Fun with Java Backwards Compatibility
By Adrian Sutton
There’s a fun little gotcha introduced in Java 10 which causes trouble for anyone wanting to support earlier JVMs. If you take the code:
import java.nio.ByteBuffer;
public class ProblemCode {
public static void main(String[] args) {
final ByteBuffer buffer = ByteBuffer.allocate(10);
buffer.position(10);
System.out.println("Yay it worked!");
}
}
If you compile it on Java 8 it will run on any Java from 8 and above. If you compile it on Java 10 or above it will only work on Java 10 and above, even if you specify -target 8 -source 8
.
The problem is that you’re compiling against the Java 10 libraries and Java 10 changed the ByteBuffer.position return type.
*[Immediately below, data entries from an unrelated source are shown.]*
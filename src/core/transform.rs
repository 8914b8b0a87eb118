// =============================================================================
// TRANSFORM — Pushforward et Pullback : une fonction, deux sens de composition
// =============================================================================
//
// Une Transformation enveloppe UNE fonction f : A → B.
//
//   apply(x)        = f(x)
//   compose(other)  = une nouvelle Transformation, dont l'ordre dépend
//                     du drapeau de direction D :
//
// ┌──────────────────────────────────────────────────────────────────┐
// │  Pushforward (D = Forward)                                       │
// │    f : A → B,  g : B → C                                         │
// │    f.compose(g) = g ∘ f        x ↦ g(f(x))   (self puis other)   │
// │                                                                  │
// │  Pullback (D = Backward)                                         │
// │    f : B → C,  g : A → B                                         │
// │    f.compose(g) = f ∘ g        x ↦ f(g(x))   (other puis self)   │
// └──────────────────────────────────────────────────────────────────┘
//
// Le pullback se lit "à rebours" : le récepteur est toujours la DERNIÈRE
// étape appliquée. Les deux conventions sont fixées par le type, une
// Transformation<_, _, Forward> ne peut pas être composée avec une
// Transformation<_, _, Backward>.
//
// ERREURS : apply n'attrape rien. Une panique de f remonte telle quelle,
// et pour une f : A → Result<B, E> l'erreur est rendue sans être touchée
// (try_compose court-circuite sur le premier Err).
//
// =============================================================================

use std::fmt;
use std::marker::PhantomData;

use super::direction::{Backward, Direction, Forward, TemporalDirection};

/// Une transformation unaire entre deux domaines, orientée par `D`.
pub struct Transformation<A, B, D> {
    func: Box<dyn Fn(A) -> B>,
    direction: PhantomData<D>,
}

/// Transformation covariante (Maitreya) : compose dans l'ordre d'application.
pub type Pushforward<A, B> = Transformation<A, B, Forward>;

/// Transformation contravariante (Messie) : compose dans l'ordre inverse.
pub type Pullback<A, B> = Transformation<A, B, Backward>;

impl<A: 'static, B: 'static, D: Direction> Transformation<A, B, D> {
    /// Enveloppe une fonction.
    pub fn new(func: impl Fn(A) -> B + 'static) -> Self {
        Transformation {
            func: Box::new(func),
            direction: PhantomData,
        }
    }

    /// Applique la fonction enveloppée.
    pub fn apply(&self, source: A) -> B {
        (self.func)(source)
    }

    /// La direction temporelle de cette transformation
    pub fn direction(&self) -> TemporalDirection {
        D::TEMPORAL
    }
}

impl<A: 'static, D: Direction> Transformation<A, A, D> {
    /// La transformation identité (le "foncteur identité" des correspondances).
    pub fn identity() -> Self {
        Transformation::new(|x| x)
    }
}

impl<A: 'static, B: 'static> Transformation<A, B, Forward> {
    /// Pushforward : `self` d'abord, puis `other`.
    pub fn compose<C: 'static>(
        self,
        other: Transformation<B, C, Forward>,
    ) -> Transformation<A, C, Forward> {
        Transformation::new(move |x| other.apply(self.apply(x)))
    }
}

impl<B: 'static, C: 'static> Transformation<B, C, Backward> {
    /// Pullback : `other` d'abord, puis `self`.
    pub fn compose<A: 'static>(
        self,
        other: Transformation<A, B, Backward>,
    ) -> Transformation<A, C, Backward> {
        Transformation::new(move |x| self.apply(other.apply(x)))
    }
}

impl<A: 'static, B: 'static, E: 'static> Transformation<A, Result<B, E>, Forward> {
    /// Composition de deux transformations faillibles, même ordre que `compose`.
    /// La première erreur rencontrée est rendue telle quelle.
    pub fn try_compose<C: 'static>(
        self,
        other: Transformation<B, Result<C, E>, Forward>,
    ) -> Transformation<A, Result<C, E>, Forward> {
        Transformation::new(move |x| self.apply(x).and_then(|y| other.apply(y)))
    }
}

impl<B: 'static, C: 'static, E: 'static> Transformation<B, Result<C, E>, Backward> {
    /// Composition de deux transformations faillibles, même ordre que `compose`.
    pub fn try_compose<A: 'static>(
        self,
        other: Transformation<A, Result<B, E>, Backward>,
    ) -> Transformation<A, Result<C, E>, Backward> {
        Transformation::new(move |x| other.apply(x).and_then(|y| self.apply(y)))
    }
}

impl<A, B, D: Direction> fmt::Debug for Transformation<A, B, D> {
    fn fmt(&self, f: &mut fmt::Formatter<'_>) -> fmt::Result {
        f.debug_struct("Transformation")
            .field("direction", &D::TEMPORAL)
            .field("source", &std::any::type_name::<A>())
            .field("target", &std::any::type_name::<B>())
            .finish()
    }
}

// =============================================================================
// TESTS
// =============================================================================
#[cfg(test)]
mod tests {
    use super::*;

    #[derive(Debug, PartialEq)]
    enum ProphecyError {
        Unfulfilled(String),
    }

    #[test]
    fn test_apply_matches_function() {
        let f = |s: String| format!("{} → future_enlightenment", s);
        let t: Pushforward<String, String> = Transformation::new(f);
        for s in ["ignorance", "practice", "insight"] {
            assert_eq!(t.apply(s.to_string()), f(s.to_string()));
        }
    }

    #[test]
    fn test_pushforward_composes_self_then_other() {
        let done: Pushforward<String, String> = Transformation::new(|s: String| s + "_done");
        let upper: Pushforward<String, String> = Transformation::new(|s: String| s.to_uppercase());

        let composed = done.compose(upper);
        assert_eq!(composed.apply("step".to_string()), "STEP_DONE");
    }

    #[test]
    fn test_pullback_composes_other_then_self() {
        let open: Pullback<String, String> = Transformation::new(|s: String| format!("<{}", s));
        let close: Pullback<String, String> = Transformation::new(|s: String| format!("{}>", s));

        let composed = open.compose(close);
        assert_eq!(composed.apply("x".to_string()), "<x>");
    }

    #[test]
    fn test_order_is_observable() {
        // f(x) = x + 1, g(x) = x * 2
        let fwd = Pushforward::new(|x: i64| x + 1).compose(Pushforward::new(|x: i64| x * 2));
        let bwd = Pullback::new(|x: i64| x + 1).compose(Pullback::new(|x: i64| x * 2));

        for x in -3..=3 {
            assert_eq!(fwd.apply(x), (x + 1) * 2); // g(f(x))
            assert_eq!(bwd.apply(x), x * 2 + 1); // f(g(x))
        }
    }

    #[test]
    fn test_composition_changes_types() {
        let len: Pushforward<&'static str, usize> = Transformation::new(str::len);
        let even: Pushforward<usize, bool> = Transformation::new(|n| n % 2 == 0);
        let composed = len.compose(even);
        assert!(composed.apply("dharma"));
        assert!(!composed.apply("Messiah"));

        let describe: Pullback<bool, &'static str> =
            Transformation::new(|b| if b { "fulfilled" } else { "awaited" });
        let is_ancient: Pullback<i32, bool> = Transformation::new(|year| year < 0);
        let pulled = describe.compose(is_ancient);
        assert_eq!(pulled.apply(-164), "fulfilled");
        assert_eq!(pulled.apply(1475), "awaited");
    }

    #[test]
    fn test_identity() {
        let id: Pushforward<u8, u8> = Transformation::identity();
        let bump: Pushforward<u8, u8> = Transformation::new(|x| x + 1);
        assert_eq!(id.apply(7), 7);
        assert_eq!(id.compose(bump).apply(7), 8);
    }

    #[test]
    fn test_error_propagates_unchanged() {
        let check = |s: String| -> Result<String, ProphecyError> {
            if s.is_empty() {
                Err(ProphecyError::Unfulfilled("empty".into()))
            } else {
                Ok(s)
            }
        };
        let simple: Pushforward<String, Result<String, ProphecyError>> = Transformation::new(check);
        let composed = Pushforward::new(check)
            .try_compose(Pushforward::new(|s: String| Ok(s.to_uppercase())));

        let expected = Err(ProphecyError::Unfulfilled("empty".into()));
        assert_eq!(simple.apply(String::new()), expected);
        assert_eq!(composed.apply(String::new()), expected);
        assert_eq!(composed.apply("ok".into()), Ok("OK".to_string()));
    }

    #[test]
    fn test_pullback_error_from_inner_step() {
        let outer: Pullback<i32, Result<String, ProphecyError>> =
            Transformation::new(|n: i32| Ok(format!("covenant #{}", n)));
        let inner: Pullback<&'static str, Result<i32, ProphecyError>> =
            Transformation::new(|s: &str| {
                s.parse::<i32>()
                    .map_err(|_| ProphecyError::Unfulfilled(s.to_string()))
            });
        let composed = outer.try_compose(inner);

        assert_eq!(composed.apply("12"), Ok("covenant #12".to_string()));
        assert_eq!(
            composed.apply("twelve"),
            Err(ProphecyError::Unfulfilled("twelve".into()))
        );
    }

    #[test]
    #[should_panic(expected = "broken covenant")]
    fn test_panic_propagates_through_composition() {
        let boom: Pullback<u8, u8> = Transformation::new(|_| panic!("broken covenant"));
        let id: Pullback<u8, u8> = Transformation::identity();
        boom.compose(id).apply(0);
    }

    #[test]
    fn test_direction_reported() {
        assert_eq!(
            Pushforward::<u8, u8>::identity().direction(),
            TemporalDirection::Forward
        );
        assert_eq!(
            Pullback::<u8, u8>::identity().direction(),
            TemporalDirection::Backward
        );
        let dbg = format!("{:?}", Pullback::<u8, u8>::identity());
        assert!(dbg.contains("Backward"));
    }
}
Previously it was inherited from Buffer and so returned a Buffer but Java 10 took advantage of co-variant return types and now returns ByteBuffer so it’s easier to use in a fluent style. Compiled against Java 10 libraries the compiler embeds a reference to the Java 10 version which results in a NoSuchMethodError on Java 8:
Exception in thread "main" java.lang.NoSuchMethodError: java.nio.ByteBuffer.position(I)Ljava/nio/ByteBuffer;
at ProblemCode.main(ProblemCode.java:6)
Javac helpfully provides a warning which suggest how to solve the issue:
warning: [options] bootstrap class path not set in conjunction with -source 8
which has been best practice for many, many years anyway but it’s extremely common to skip that step because going and finding the libraries from Java 8 is a challenge and they believe they can make things work just by avoiding new APIs. Often that’s tested by periodically checking the code compiles on Java 8 as well.
This case shows that’s not enough. It’s possible to have code that compiles correctly on Java 8 and 10 but is not backwards compatible when compiled against Java 10 libraries.